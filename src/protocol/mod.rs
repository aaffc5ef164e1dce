//! Protocol module - state machine and orchestration.
//!
//! This module ties both ledgers and the liquidation engine together
//! behind one atomic, persistable entry point:
//! - `Protocol`: the state machine
//! - `LedgerOperation`: every transition as serializable data
//! - `LedgerEvent` / `EventLog`: what each transition did

pub mod events;
pub mod operations;
pub mod state_machine;

pub use events::*;
pub use operations::*;
pub use state_machine::*;
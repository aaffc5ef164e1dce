//! Error types for the ledger engine.
//!
//! Every ledger operation validates before it mutates, so any error
//! returned here means the ledger state was left untouched.

use thiserror::Error;

/// Result type alias for ledger operations
pub type Result<T> = std::result::Result<T, Error>;

/// Main error type for the ledger engine
#[derive(Error, Debug, Clone, PartialEq, Eq)]
pub enum Error {
    // ═══════════════════════════════════════════════════════════════════
    // Amount Errors
    // ═══════════════════════════════════════════════════════════════════

    /// Zero, negative or malformed amount supplied by the caller
    #[error("Invalid amount for {field}: {reason}")]
    InvalidAmount {
        /// Which input was rejected
        field: String,
        /// Why it was rejected
        reason: String,
    },

    /// Withdrawal exceeds the caller's compounded balance
    #[error("Insufficient balance: requested {requested}, available {available}")]
    InsufficientBalance {
        /// Requested amount in base units
        requested: u64,
        /// Available amount in base units
        available: u64,
    },

    /// Amount below a protocol minimum
    #[error("{field} amount {amount} below minimum {minimum}")]
    BelowMinimum {
        /// Which input was rejected
        field: String,
        /// Supplied amount
        amount: u64,
        /// Protocol minimum
        minimum: u64,
    },

    // ═══════════════════════════════════════════════════════════════════
    // Position Errors
    // ═══════════════════════════════════════════════════════════════════

    /// Position not found
    #[error("Position not found: {0}")]
    PositionNotFound(String),

    /// Position already exists
    #[error("Position already exists: {0}")]
    PositionAlreadyExists(String),

    /// Position is closed or liquidated
    #[error("Position is not active: {0}")]
    PositionNotActive(String),

    /// Position is above the minimum ratio and cannot be liquidated
    #[error("Position {0} is healthy and cannot be liquidated")]
    PositionHealthy(String),

    /// Collateral ratio below the minimum
    #[error("Collateral ratio {current}% below minimum {minimum}%")]
    CollateralRatioTooLow {
        /// Resulting ratio percentage
        current: u64,
        /// Minimum ratio percentage
        minimum: u64,
    },

    /// Redistribution would have no remaining stake to land on
    #[error("Cannot redistribute position {0}: no other stake in the system")]
    LastPosition(String),

    /// Raw position fields touched while rewards were still pending
    #[error("Pending rewards not applied for position {0}")]
    PendingRewardsNotApplied(String),

    // ═══════════════════════════════════════════════════════════════════
    // Ledger Errors
    // ═══════════════════════════════════════════════════════════════════

    /// Internal accounting impossibility
    #[error("Invariant violation: {0}")]
    InvariantViolation(String),

    /// Overflow in calculation
    #[error("Arithmetic overflow in {operation}")]
    Overflow {
        /// Operation that overflowed
        operation: String,
    },

    /// Underflow in calculation
    #[error("Arithmetic underflow in {operation}")]
    Underflow {
        /// Operation that underflowed
        operation: String,
    },

    // ═══════════════════════════════════════════════════════════════════
    // Configuration Errors
    // ═══════════════════════════════════════════════════════════════════

    /// Invalid parameter
    #[error("Invalid parameter {name}: {reason}")]
    InvalidParameter {
        /// Parameter name
        name: String,
        /// Reason for invalidity
        reason: String,
    },

    /// Configuration could not be loaded or saved
    #[error("Config error: {0}")]
    Config(String),

    // ═══════════════════════════════════════════════════════════════════
    // Persistence Errors
    // ═══════════════════════════════════════════════════════════════════

    /// Serialization failed
    #[error("Serialization error: {0}")]
    Serialization(String),

    /// Deserialization failed
    #[error("Deserialization error: {0}")]
    Deserialization(String),

    /// Storage error
    #[error("Storage error: {0}")]
    Storage(String),

    /// No persisted state under the expected key
    #[error("State not found: {0}")]
    StateNotFound(String),

    // ═══════════════════════════════════════════════════════════════════
    // Internal Errors
    // ═══════════════════════════════════════════════════════════════════

    /// Internal error (should not happen in production)
    #[error("Internal error: {0}")]
    Internal(String),

    /// Lock acquisition failed
    #[error("Failed to acquire lock")]
    Lock,
}

impl Error {
    /// Shorthand for a zero-amount rejection
    pub fn zero_amount(field: &str) -> Self {
        Error::InvalidAmount {
            field: field.into(),
            reason: "amount cannot be zero".into(),
        }
    }

    /// Returns true if the caller can fix the input and retry
    pub fn is_recoverable(&self) -> bool {
        matches!(
            self,
            Error::InvalidAmount { .. }
                | Error::InsufficientBalance { .. }
                | Error::BelowMinimum { .. }
                | Error::CollateralRatioTooLow { .. }
                | Error::PositionHealthy(_)
        )
    }

    /// Returns true if this is a critical error requiring immediate attention
    pub fn is_critical(&self) -> bool {
        matches!(
            self,
            Error::InvariantViolation(_)
                | Error::Internal(_)
                | Error::Overflow { .. }
                | Error::Underflow { .. }
        )
    }

    /// Returns the error code for external systems
    pub fn code(&self) -> u32 {
        match self {
            // Amount errors: 1xxx
            Error::InvalidAmount { .. } => 1001,
            Error::InsufficientBalance { .. } => 1002,
            Error::BelowMinimum { .. } => 1003,

            // Position errors: 2xxx
            Error::PositionNotFound(_) => 2001,
            Error::PositionAlreadyExists(_) => 2002,
            Error::PositionNotActive(_) => 2003,
            Error::PositionHealthy(_) => 2004,
            Error::CollateralRatioTooLow { .. } => 2005,
            Error::LastPosition(_) => 2006,
            Error::PendingRewardsNotApplied(_) => 2007,

            // Ledger errors: 3xxx
            Error::InvariantViolation(_) => 3001,
            Error::Overflow { .. } => 3002,
            Error::Underflow { .. } => 3003,

            // Configuration errors: 4xxx
            Error::InvalidParameter { .. } => 4001,
            Error::Config(_) => 4002,

            // Persistence errors: 5xxx
            Error::Serialization(_) => 5001,
            Error::Deserialization(_) => 5002,
            Error::Storage(_) => 5003,
            Error::StateNotFound(_) => 5004,

            // Internal errors: 9xxx
            Error::Internal(_) => 9001,
            Error::Lock => 9002,
        }
    }
}
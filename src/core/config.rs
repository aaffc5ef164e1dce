//! Protocol parameters.
//!
//! The ledgers themselves have no tunables beyond their fixed-point
//! constants; these parameters govern the thin lifecycle and liquidation
//! layers wrapped around them.

use serde::{Deserialize, Serialize};

use crate::error::{Error, Result};
use crate::utils::constants::*;

// ═══════════════════════════════════════════════════════════════════════════════
// PROTOCOL PARAMETERS
// ═══════════════════════════════════════════════════════════════════════════════

/// Parameters fixed when the protocol state is created
#[derive(Debug, Clone, PartialEq, Eq, Serialize, Deserialize)]
pub struct ProtocolParams {
    /// Minimum collateral ratio (MCR), percent
    /// Below this, positions can be liquidated
    pub min_collateral_ratio: u64,

    /// Minimum debt of an open position, stable base units
    pub min_debt: u64,

    /// Minimum stability pool deposit, stable base units
    pub min_pool_deposit: u64,

    /// Maximum positions processed per liquidation batch
    pub max_batch_size: usize,

    /// Liquidation events kept in memory
    pub max_retained_events: usize,
}

impl Default for ProtocolParams {
    fn default() -> Self {
        Self {
            min_collateral_ratio: MIN_COLLATERAL_RATIO,
            min_debt: MIN_DEBT,
            min_pool_deposit: MIN_POOL_DEPOSIT,
            max_batch_size: MAX_LIQUIDATIONS_PER_BATCH,
            max_retained_events: MAX_RETAINED_EVENTS,
        }
    }
}

impl ProtocolParams {
    /// Validate parameter consistency
    pub fn validate(&self) -> Result<()> {
        if self.min_collateral_ratio <= RATIO_PRECISION {
            return Err(Error::InvalidParameter {
                name: "min_collateral_ratio".into(),
                reason: format!(
                    "{}% must be above {}%",
                    self.min_collateral_ratio, RATIO_PRECISION
                ),
            });
        }
        if self.min_pool_deposit == 0 {
            return Err(Error::InvalidParameter {
                name: "min_pool_deposit".into(),
                reason: "must be at least one base unit".into(),
            });
        }
        if self.max_batch_size == 0 {
            return Err(Error::InvalidParameter {
                name: "max_batch_size".into(),
                reason: "cannot be zero".into(),
            });
        }
        Ok(())
    }
}

#[cfg(test)]
mod tests {
    use super::*;

    #[test]
    fn test_protocol_params_default() {
        let params = ProtocolParams::default();
        assert_eq!(params.min_collateral_ratio, 110);
        assert!(params.validate().is_ok());
    }

    #[test]
    fn test_invalid_params_rejected() {
        let params = ProtocolParams {
            min_collateral_ratio: 100,
            ..Default::default()
        };
        assert!(matches!(
            params.validate(),
            Err(Error::InvalidParameter { .. })
        ));

        let params = ProtocolParams {
            max_batch_size: 0,
            ..Default::default()
        };
        assert!(params.validate().is_err());
    }

    #[test]
    fn test_params_json_roundtrip() {
        let params = ProtocolParams::default();
        let json = serde_json::to_string(&params).unwrap();
        let back: ProtocolParams = serde_json::from_str(&json).unwrap();
        assert_eq!(params, back);
    }
}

--------------------------------------------------

_TASK TO COMPLETE_.
Please, from the material above, copy only the lines from the line with "filename src/core/config.rs" up to and including the line with "wrapped around them.", exactly as written.

_RESPONSE TO THIS TASK_.
filename src/core/config.rs
repository aaffc5ef164e1dce
//! Protocol parameters.
//!
//! The ledgers themselves have no tunables beyond their fixed-point
//! constants; these parameters govern the thin lifecycle and liquidation
//! layers wrapped around them.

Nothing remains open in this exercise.